Modify rule S6377: Enhance the Noncompliant / Compliant examples (#946)

rules/S6377/description.adoc

@@ -1,7 +1,10 @@
 XML signature validations work by parsing third-party data that cannot be trusted until it is actually validated.
 
-As with any other parsing process, unrestricted validation of third-party XML signatures can lead to security vulnerabilities. In this case, threats range from denial of service to confidentiality breaches. +
-To protect the application from these vulnerabilities, the ``org.jcp.xml.dsig.secureValidation`` attribute enforces the following restrictions:
+As with any other parsing process, unrestricted validation of third-party XML signatures can lead to security vulnerabilities. In this case, threats range from denial of service to confidentiality breaches.
+
+By default, the Java XML Digital Signature API does not apply restrictions on XML signature validation, unless the application runs with a security manager. +
+To protect the application from these vulnerabilities, set the ``org.jcp.xml.dsig.secureValidation`` attribute to ``true`` with the ``javax.xml.crypto.dsig.dom.DOMValidateContext.setProperty`` method. +
+This attribute ensures that the code enforces the following restrictions:
 
 * Forbids the use of XSLT transforms
 * Restricts the number of ``SignedInfo`` or ``Manifest Reference`` elements to 30 or less
@@ -11,5 +14,3 @@ To protect the application from these vulnerabilities, the ``org.jcp.xml.dsig.se
 * Forbids Reference URIs of type ``http``, ``https``, or ``file``
 * Does not allow a ``RetrievalMethod`` element to reference another ``RetrievalMethod`` element
 * Forbids RSA or DSA keys less than 1024 bits
-
-In addition, the ``jdk.xml.dsig.secureValidationPolicy`` Security Property can be used to control and fine-tune the restrictions listed previously or add additional restrictions.
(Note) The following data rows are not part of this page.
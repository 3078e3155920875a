use serde::{Deserialize, Serialize};

#[derive(Debug, Clone, Copy, PartialEq, Eq, Serialize, Deserialize)]
#[serde(rename_all = "lowercase")]
pub enum NotificationStyle {
    Info,
    Success,
    Error,
}

impl NotificationStyle {
    pub fn css_class(self) -> &'static str {
        match self {
            NotificationStyle::Info => "toast-info",
            NotificationStyle::Success => "toast-success",
            NotificationStyle::Error => "toast-error",
        }
    }
}

#[derive(Debug, Clone, PartialEq, Eq, Serialize, Deserialize)]
pub struct Notification {
    pub message: String,
    pub style: NotificationStyle,
}

impl Notification {
    pub fn info(message: impl Into<String>) -> Self {
        Self {
            message: message.into(),
            style: NotificationStyle::Info,
        }
    }

    pub fn success(message: impl Into<String>) -> Self {
        Self {
            message: message.into(),
            style: NotificationStyle::Success,
        }
    }

    pub fn error(message: impl Into<String>) -> Self {
        Self {
            message: message.into(),
            style: NotificationStyle::Error,
        }
    }
}

/// Receives short user-facing messages for transient display.
pub trait NotificationSink {
    fn notify(&mut self, notification: Notification);
}

impl NotificationSink for Vec<Notification> {
    fn notify(&mut self, notification: Notification) {
        self.push(notification);
    }
}

#[derive(Debug, Clone, PartialEq, Eq)]
pub struct Toast {
    pub id: u64,
    pub notification: Notification,
}

/// Toasts currently on screen, oldest first. Older toasts are dropped
/// once `limit` is exceeded.
#[derive(Debug, Clone, PartialEq, Eq)]
pub struct ToastQueue {
    toasts: Vec<Toast>,
    next_id: u64,
    limit: usize,
}

impl Default for ToastQueue {
    fn default() -> Self {
        Self::with_limit(3)
    }
}

impl ToastQueue {
    pub fn with_limit(limit: usize) -> Self {
        Self {
            toasts: Vec::new(),
            next_id: 0,
            limit: limit.max(1),
        }
    }

    pub fn push(&mut self, notification: Notification) -> u64 {
        let id = self.next_id;
        self.next_id += 1;
        self.toasts.push(Toast { id, notification });
        if self.toasts.len() > self.limit {
            let overflow = self.toasts.len() - self.limit;
            self.toasts.drain(..overflow);
        }
        id
    }

    pub fn dismiss(&mut self, id: u64) -> bool {
        let before = self.toasts.len();
        self.toasts.retain(|toast| toast.id != id);
        self.toasts.len() != before
    }

    pub fn toasts(&self) -> &[Toast] {
        &self.toasts
    }
}

impl NotificationSink for ToastQueue {
    fn notify(&mut self, notification: Notification) {
        self.push(notification);
    }
}
impl DeckController {
    pub fn new(cards: Vec<Card>, config: &SwipeConfig) -> Self {
        Self {
            deck: cards.into(),
            saved: Vec::new(),
            swipe_count: 0,
            prompt: None,
            drag: None,
            exiting: None,
            config: config.clone(),
        }
    }

    pub fn deck(&self) -> &VecDeque<Card> {
        &self.deck
    }

    pub fn front(&self) -> Option<&Card> {
        self.deck.front()
    }

    /// Cards to render, front first.
    pub fn visible(&self) -> impl Iterator<Item = &Card> {
        self.deck.iter().take(self.config.visible_cards)
    }

    pub fn saved(&self) -> &[Card] {
        &self.saved
    }

    pub fn swipe_count(&self) -> u32 {
        self.swipe_count
    }

    pub fn prompt(&self) -> Option<&SkillPrompt> {
        self.prompt.as_ref()
    }

    pub fn drag(&self) -> Option<&DragState> {
        self.drag.as_ref()
    }

    pub fn exiting(&self) -> Option<&ExitingCard> {
        self.exiting.as_ref()
    }

    pub fn config(&self) -> &SwipeConfig {
        &self.config
    }

    pub fn is_exhausted(&self) -> bool {
        self.deck.is_empty()
    }

    /// Whether `card_id` may start a drag right now.
    pub fn accepts_gestures(&self, card_id: &str) -> bool {
        self.prompt.is_none()
            && self
                .front()
                .map(|card| card.id == card_id)
                .unwrap_or(false)
    }

    pub fn phase_of(&self, card_id: &str) -> Option<CardPhase> {
        if self
            .exiting
            .as_ref()
            .map(|exiting| exiting.card.id == card_id)
            .unwrap_or(false)
        {
            return Some(CardPhase::Exiting);
        }

        let position = self.deck.iter().position(|card| card.id == card_id)?;
        if position > 0 {
            return Some(CardPhase::Pending);
        }

        match &self.drag {
            Some(drag) if drag.card_id == card_id => Some(CardPhase::Dragging),
            _ => Some(CardPhase::Active),
        }
    }

    /// Transform for the front card: follows the drag, otherwise at origin.
    pub fn active_transform(&self) -> Transform {
        match &self.drag {
            Some(drag) => follow_transform(drag.offset, &self.config),
            None => Transform::ORIGIN,
        }
    }

    pub fn pointer_down(
        &mut self,
        card_id: &str,
        pointer_id: i32,
        x: f64,
        y: f64,
        timestamp: f64,
    ) -> bool {
        if self.drag.is_some() || !self.accepts_gestures(card_id) {
            return false;
        }
        self.drag = Some(DragState::begin(pointer_id, card_id, x, y, timestamp));
        true
    }

    pub fn pointer_move(
        &mut self,
        pointer_id: i32,
        x: f64,
        y: f64,
        timestamp: f64,
    ) -> Option<Transform> {
        let config = &self.config;
        let drag = self.drag.as_mut().filter(|drag| drag.pointer_id == pointer_id)?;
        let offset = drag.offset_to(x, y);
        match drag.handle(GestureEvent::Move { offset, timestamp }, config) {
            GestureOutput::Follow(transform) => Some(transform),
            _ => None,
        }
    }

    /// Ends the drag for `pointer_id`. A qualifying release is applied to
    /// the deck; anything else springs the card back.
    pub fn pointer_up(
        &mut self,
        pointer_id: i32,
        x: f64,
        y: f64,
        timestamp: f64,
        sink: &mut impl NotificationSink,
    ) -> Option<GestureOutput> {
        if self.drag.as_ref()?.pointer_id != pointer_id {
            return None;
        }
        let mut drag = self.drag.take()?;

        // The release position is the last sample of the drag.
        let offset = drag.offset_to(x, y);
        drag.handle(GestureEvent::Move { offset, timestamp }, &self.config);
        let from = follow_transform(offset, &self.config);
        let output = drag.handle(
            GestureEvent::Release {
                offset,
                velocity: drag.velocity(),
            },
            &self.config,
        );

        match output {
            GestureOutput::Swipe { direction, exit } => {
                let decision = Decision {
                    direction,
                    card_id: drag.card_id.clone(),
                };
                if let Some(outcome) = self.apply_decision(&decision, sink) {
                    self.exiting = Some(ExitingCard {
                        card: outcome.card,
                        direction,
                        from,
                        to: exit,
                    });
                }
            }
            GestureOutput::ReturnToOrigin => {
                debug!(
                    "Drag on {} released at ({:.0}, {:.0}); returning to origin",
                    drag.card_id, offset.dx, offset.dy
                );
            }
            _ => {}
        }

        Some(output)
    }

    pub fn pointer_cancel(&mut self, pointer_id: i32) -> bool {
        match &self.drag {
            Some(drag) if drag.pointer_id == pointer_id => {
                self.drag = None;
                true
            }
            _ => false,
        }
    }

    /// Applies a finalized decision to the front card.
    ///
    /// Returns `None` and leaves everything untouched when the deck is empty
    /// or the decision is for a card other than the front one.
    pub fn apply_decision(
        &mut self,
        decision: &Decision,
        sink: &mut impl NotificationSink,
    ) -> Option<SwipeOutcome> {
        match self.front() {
            Some(card) if card.id == decision.card_id => {}
            Some(card) => {
                warn!(
                    "Ignoring {} decision for {}; front card is {}",
                    decision.direction.as_str(),
                    decision.card_id,
                    card.id
                );
                return None;
            }
            None => {
                warn!("Ignoring decision for {}; deck is empty", decision.card_id);
                return None;
            }
        }

        let card = self.deck.pop_front()?;
        self.swipe_count = self.swipe_count.saturating_add(1);
        info!(
            "Swiped {} on {} (swipe #{})",
            decision.direction.as_str(),
            card.id,
            self.swipe_count
        );

        match decision.direction {
            Direction::Right => {
                self.saved.push(card.clone());
                sink.notify(Notification::success(format!(
                    "Added {} to Possible Partners",
                    card.name
                )));
            }
            Direction::Left => {
                sink.notify(Notification::error(format!("Passed on {}", card.name)));
            }
            Direction::Up => {
                sink.notify(Notification::success(format!(
                    "Opening details for {}...",
                    card.name
                )));
            }
            Direction::Down => {
                sink.notify(Notification::success(format!(
                    "Finding matches similar to {}...",
                    card.name
                )));
            }
        }

        let prompt_opened = self.swipe_count % self.config.prompt_interval.max(1) == 0;
        if prompt_opened {
            info!("Opening skill prompt after {} swipes", self.swipe_count);
            self.prompt = Some(SkillPrompt {
                choices: self.config.skill_priorities.clone(),
                opened_at: self.swipe_count,
            });
        }

        Some(SwipeOutcome {
            card,
            direction: decision.direction,
            swipe_count: self.swipe_count,
            prompt_opened,
        })
    }

    /// Closes the skill prompt. `Some(index)` picks a skill, `None` skips.
    /// The deck and saved list are not affected either way.
    pub fn resolve_prompt(
        &mut self,
        choice: Option<usize>,
        sink: &mut impl NotificationSink,
    ) -> Option<String> {
        let prompt = self.prompt.take()?;
        let picked = choice.and_then(|index| prompt.choices.get(index).cloned());
        match &picked {
            Some(skill) => {
                info!("Skill priority picked: {}", skill);
                sink.notify(Notification::success(format!("Prioritizing {}", skill)));
            }
            None => debug!("Skill prompt skipped"),
        }
        picked
    }

    /// Clears the exiting card once its animation has finished.
    pub fn finish_exit(&mut self, card_id: &str) -> bool {
        match &self.exiting {
            Some(exiting) if exiting.card.id == card_id => {
                self.exiting = None;
                true
            }
            _ => false,
        }
    }

    pub fn drag_offset(&self) -> Option<Offset> {
        self.drag.as_ref().map(|drag| drag.offset)
    }
}
use std::collections::HashMap;
use std::sync::{Mutex, MutexGuard};

use anyhow::anyhow;
use async_trait::async_trait;
use chrono::NaiveDate;
use uuid::Uuid;

use roam_catalog::{Experience, PromoCode, Slot};
use roam_core::{
    Booking, BookingRepository, ExperienceRepository, PromoRepository, SlotRepository, StoreError,
};

#[derive(Default)]
struct Inner {
    experiences: HashMap<Uuid, Experience>,
    slots: HashMap<Uuid, Slot>,
    // keyed by lowercased code, matching the store's case-insensitive lookup
    promos: HashMap<String, PromoCode>,
    bookings: Vec<Booking>,
}

/// In-memory implementation of the full store contract, for tests and local
/// development without Postgres.
///
/// One mutex guards all state, so the reserve path's check-and-increment is
/// atomic the same way the Postgres conditional UPDATE is.
#[derive(Default)]
pub struct MemoryStore {
    inner: Mutex<Inner>,
}

impl MemoryStore {
    pub fn new() -> Self {
        Self::default()
    }

    pub fn insert_experience(&self, experience: Experience) {
        self.inner
            .lock()
            .expect("store mutex poisoned")
            .experiences
            .insert(experience.id, experience);
    }

    pub fn insert_slot(&self, slot: Slot) {
        self.inner
            .lock()
            .expect("store mutex poisoned")
            .slots
            .insert(slot.id, slot);
    }

    pub fn insert_promo(&self, promo: PromoCode) {
        self.inner
            .lock()
            .expect("store mutex poisoned")
            .promos
            .insert(promo.code.to_lowercase(), promo);
    }

    fn lock(&self) -> Result<MutexGuard<'_, Inner>, StoreError> {
        self.inner
            .lock()
            .map_err(|_| StoreError::Backend(anyhow!("store mutex poisoned")))
    }
}

#[async_trait]
impl ExperienceRepository for MemoryStore {
    async fn list_experiences(&self) -> Result<Vec<Experience>, StoreError> {
        let inner = self.lock()?;
        let mut all: Vec<Experience> = inner.experiences.values().cloned().collect();
        all.sort_by(|a, b| b.created_at.cmp(&a.created_at));
        Ok(all)
    }

    async fn get_experience(&self, id: Uuid) -> Result<Option<Experience>, StoreError> {
        Ok(self.lock()?.experiences.get(&id).cloned())
    }

    async fn list_upcoming_slots(
        &self,
        experience_id: Uuid,
        from: NaiveDate,
    ) -> Result<Vec<Slot>, StoreError> {
        let inner = self.lock()?;
        let mut slots: Vec<Slot> = inner
            .slots
            .values()
            .filter(|s| s.experience_id == experience_id && s.date >= from)
            .cloned()
            .collect();
        slots.sort_by(|a, b| (a.date, a.time).cmp(&(b.date, b.time)));
        Ok(slots)
    }
}

#[async_trait]
impl SlotRepository for MemoryStore {
    async fn get_slot(&self, id: Uuid) -> Result<Option<Slot>, StoreError> {
        Ok(self.lock()?.slots.get(&id).cloned())
    }

    async fn reserve(&self, id: Uuid, num_guests: i32) -> Result<Slot, StoreError> {
        // check and increment under one guard; see the trait contract
        let mut inner = self.lock()?;
        let slot = inner.slots.get_mut(&id).ok_or(StoreError::NotFound)?;

        if let Err(roam_catalog::AvailabilityError::CapacityExceeded {
            requested,
            remaining,
        }) = slot.check_admission(num_guests)
        {
            return Err(StoreError::CapacityExceeded {
                requested,
                remaining,
            });
        }

        slot.booked += num_guests;
        Ok(slot.clone())
    }

    async fn release(&self, id: Uuid, num_guests: i32) -> Result<(), StoreError> {
        let mut inner = self.lock()?;
        let slot = inner.slots.get_mut(&id).ok_or(StoreError::NotFound)?;
        slot.booked = (slot.booked - num_guests).max(0);
        Ok(())
    }
}

#[async_trait]
impl PromoRepository for MemoryStore {
    async fn find_by_code(&self, code: &str) -> Result<Option<PromoCode>, StoreError> {
        Ok(self.lock()?.promos.get(&code.to_lowercase()).cloned())
    }
}

#[async_trait]
impl BookingRepository for MemoryStore {
    async fn insert(&self, booking: &Booking) -> Result<(), StoreError> {
        let mut inner = self.lock()?;
        if inner
            .bookings
            .iter()
            .any(|b| b.booking_reference == booking.booking_reference)
        {
            return Err(StoreError::DuplicateReference);
        }
        inner.bookings.push(booking.clone());
        Ok(())
    }

    async fn find_by_reference(&self, reference: &str) -> Result<Option<Booking>, StoreError> {
        Ok(self
            .lock()?
            .bookings
            .iter()
            .find(|b| b.booking_reference == reference)
            .cloned())
    }
}

#[cfg(test)]
mod tests {
    use super::*;
    use chrono::{Duration, NaiveTime, Utc};
    use roam_catalog::DiscountType;
    use roam_core::BookingStatus;
    use std::sync::Arc;

    fn slot(capacity: i32, booked: i32, date: NaiveDate) -> Slot {
        Slot {
            id: Uuid::new_v4(),
            experience_id: Uuid::new_v4(),
            date,
            time: NaiveTime::from_hms_opt(10, 0, 0).unwrap(),
            capacity,
            booked,
            price_modifier_cents: None,
        }
    }

    #[tokio::test]
    async fn test_reserve_is_atomic_under_contention() {
        let store = Arc::new(MemoryStore::new());
        let s = slot(5, 0, NaiveDate::from_ymd_opt(2026, 10, 1).unwrap());
        let slot_id = s.id;
        store.insert_slot(s);

        let mut handles = Vec::new();
        for _ in 0..20 {
            let store = store.clone();
            handles.push(tokio::spawn(
                async move { store.reserve(slot_id, 1).await },
            ));
        }

        let mut won = 0;
        for handle in handles {
            if handle.await.unwrap().is_ok() {
                won += 1;
            }
        }

        assert_eq!(won, 5);
        let final_slot = store.get_slot(slot_id).await.unwrap().unwrap();
        assert_eq!(final_slot.booked, 5);
        assert!(final_slot.booked <= final_slot.capacity);
    }

    #[tokio::test]
    async fn test_capacity_error_reports_remaining() {
        let store = MemoryStore::new();
        let s = slot(10, 7, NaiveDate::from_ymd_opt(2026, 10, 1).unwrap());
        let slot_id = s.id;
        store.insert_slot(s);

        match store.reserve(slot_id, 4).await {
            Err(StoreError::CapacityExceeded {
                requested,
                remaining,
            }) => {
                assert_eq!(requested, 4);
                assert_eq!(remaining, 3);
            }
            other => panic!("expected capacity rejection, got {:?}", other),
        }
    }

    #[tokio::test]
    async fn test_release_saturates_at_zero() {
        let store = MemoryStore::new();
        let s = slot(10, 2, NaiveDate::from_ymd_opt(2026, 10, 1).unwrap());
        let slot_id = s.id;
        store.insert_slot(s);

        store.release(slot_id, 5).await.unwrap();
        assert_eq!(store.get_slot(slot_id).await.unwrap().unwrap().booked, 0);
    }

    #[tokio::test]
    async fn test_promo_lookup_is_case_insensitive() {
        let store = MemoryStore::new();
        store.insert_promo(PromoCode {
            id: Uuid::new_v4(),
            code: "SUMMER25".to_string(),
            discount_type: DiscountType::Percentage,
            discount_value: 25,
            min_amount_cents: None,
            max_discount_cents: None,
            valid_from: Utc::now() - Duration::days(1),
            valid_until: Utc::now() + Duration::days(1),
            is_active: true,
        });

        let found = store.find_by_code("summer25").await.unwrap();
        assert_eq!(found.map(|p| p.code), Some("SUMMER25".to_string()));
    }

    #[tokio::test]
    async fn test_duplicate_reference_rejected() {
        let store = MemoryStore::new();
        let booking = Booking {
            id: Uuid::new_v4(),
            experience_id: Uuid::new_v4(),
            slot_id: Uuid::new_v4(),
            customer_name: "Sam Reyes".to_string(),
            customer_email: "sam@example.com".to_string(),
            customer_phone: "+1 555 0100".to_string(),
            num_guests: 2,
            base_amount_cents: 9000,
            discount_amount_cents: 0,
            final_amount_cents: 9000,
            promo_code: None,
            status: BookingStatus::Confirmed,
            booking_reference: "BKAAAA1111".to_string(),
            created_at: Utc::now(),
        };

        store.insert(&booking).await.unwrap();

        let mut clash = booking.clone();
        clash.id = Uuid::new_v4();
        assert!(matches!(
            store.insert(&clash).await,
            Err(StoreError::DuplicateReference)
        ));
    }

    #[tokio::test]
    async fn test_upcoming_slots_filtered_and_ordered() {
        let store = MemoryStore::new();
        let experience_id = Uuid::new_v4();
        let today = NaiveDate::from_ymd_opt(2026, 8, 10).unwrap();

        let mut past = slot(10, 0, today - Duration::days(3));
        past.experience_id = experience_id;
        let mut later = slot(10, 0, today + Duration::days(5));
        later.experience_id = experience_id;
        let mut sooner = slot(10, 0, today + Duration::days(1));
        sooner.experience_id = experience_id;

        let later_id = later.id;
        let sooner_id = sooner.id;
        store.insert_slot(past);
        store.insert_slot(later);
        store.insert_slot(sooner);

        let upcoming = store.list_upcoming_slots(experience_id, today).await.unwrap();
        let ids: Vec<Uuid> = upcoming.iter().map(|s| s.id).collect();
        assert_eq!(ids, vec![sooner_id, later_id]);
    }
}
rules/S6377/java/rule.adoc

@@ -2,21 +2,30 @@ include::../description.adoc[]
 
 == Noncompliant Code Example
 
-The Java XML Digital Signature API doesn't use a strong signature validation mode by default (except when the application runs with a security manager):
-
 [source,java]
 ----
-DOMValidateContext valContext = new DOMValidateContext(new KeyValueKeySelector(), nl.item(0)); // Noncompliant
+NodeList signatureElement = doc.getElementsByTagNameNS(XMLSignature.XMLNS, "Signature");
+
+XMLSignatureFactory fac = XMLSignatureFactory.getInstance("DOM");
+DOMValidateContext valContext = new DOMValidateContext(new KeyValueKeySelector(), signatureElement.item(0)); // Noncompliant
+XMLSignature signature = fac.unmarshalXMLSignature(valContext);
+
+boolean signatureValidity = signature.validate(valContext);
 ----
 
 == Compliant Solution
-The Java XML Digital Signature API offers a secure validation mode to protect against various https://docs.oracle.com/en/java/javase/14/security/java-xml-digital-signature-api-overview-and-tutorial.html#GUID-8618C294-3BFE-45C3-9A1E-C4629E337E68[security issues]. +
-Change or set the ``org.jcp.xml.dsig.secureValidation`` property to ``TRUE``.
+In order to benefit from this secure validation mode, set the DOMValidateContext's ``org.jcp.xml.dsig.secureValidation`` property to ``TRUE``.
 
 [source,java]
 ----
-DOMValidateContext valContext = new DOMValidateContext(new KeyValueKeySelector(), nl.item(0));
+NodeList signatureElement = doc.getElementsByTagNameNS(XMLSignature.XMLNS, "Signature");
+
+XMLSignatureFactory fac = XMLSignatureFactory.getInstance("DOM");
+DOMValidateContext valContext = new DOMValidateContext(new KeyValueKeySelector(), signatureElement.item(0));
 valContext.setProperty("org.jcp.xml.dsig.secureValidation", Boolean.TRUE);
+XMLSignature signature = fac.unmarshalXMLSignature(valContext);
+
+boolean signatureValidity = signature.validate(valContext);
 ----
 
 

rules/S6377/message.adoc

@@ -1,5 +1,5 @@
 === Message
 
-Use the secure validation mode when validating this XML signature.
+Set the 'org.jcp.xml.dsig.secureValidation' property to true on the 'DOMValidateContext' to validate this XML signature securely.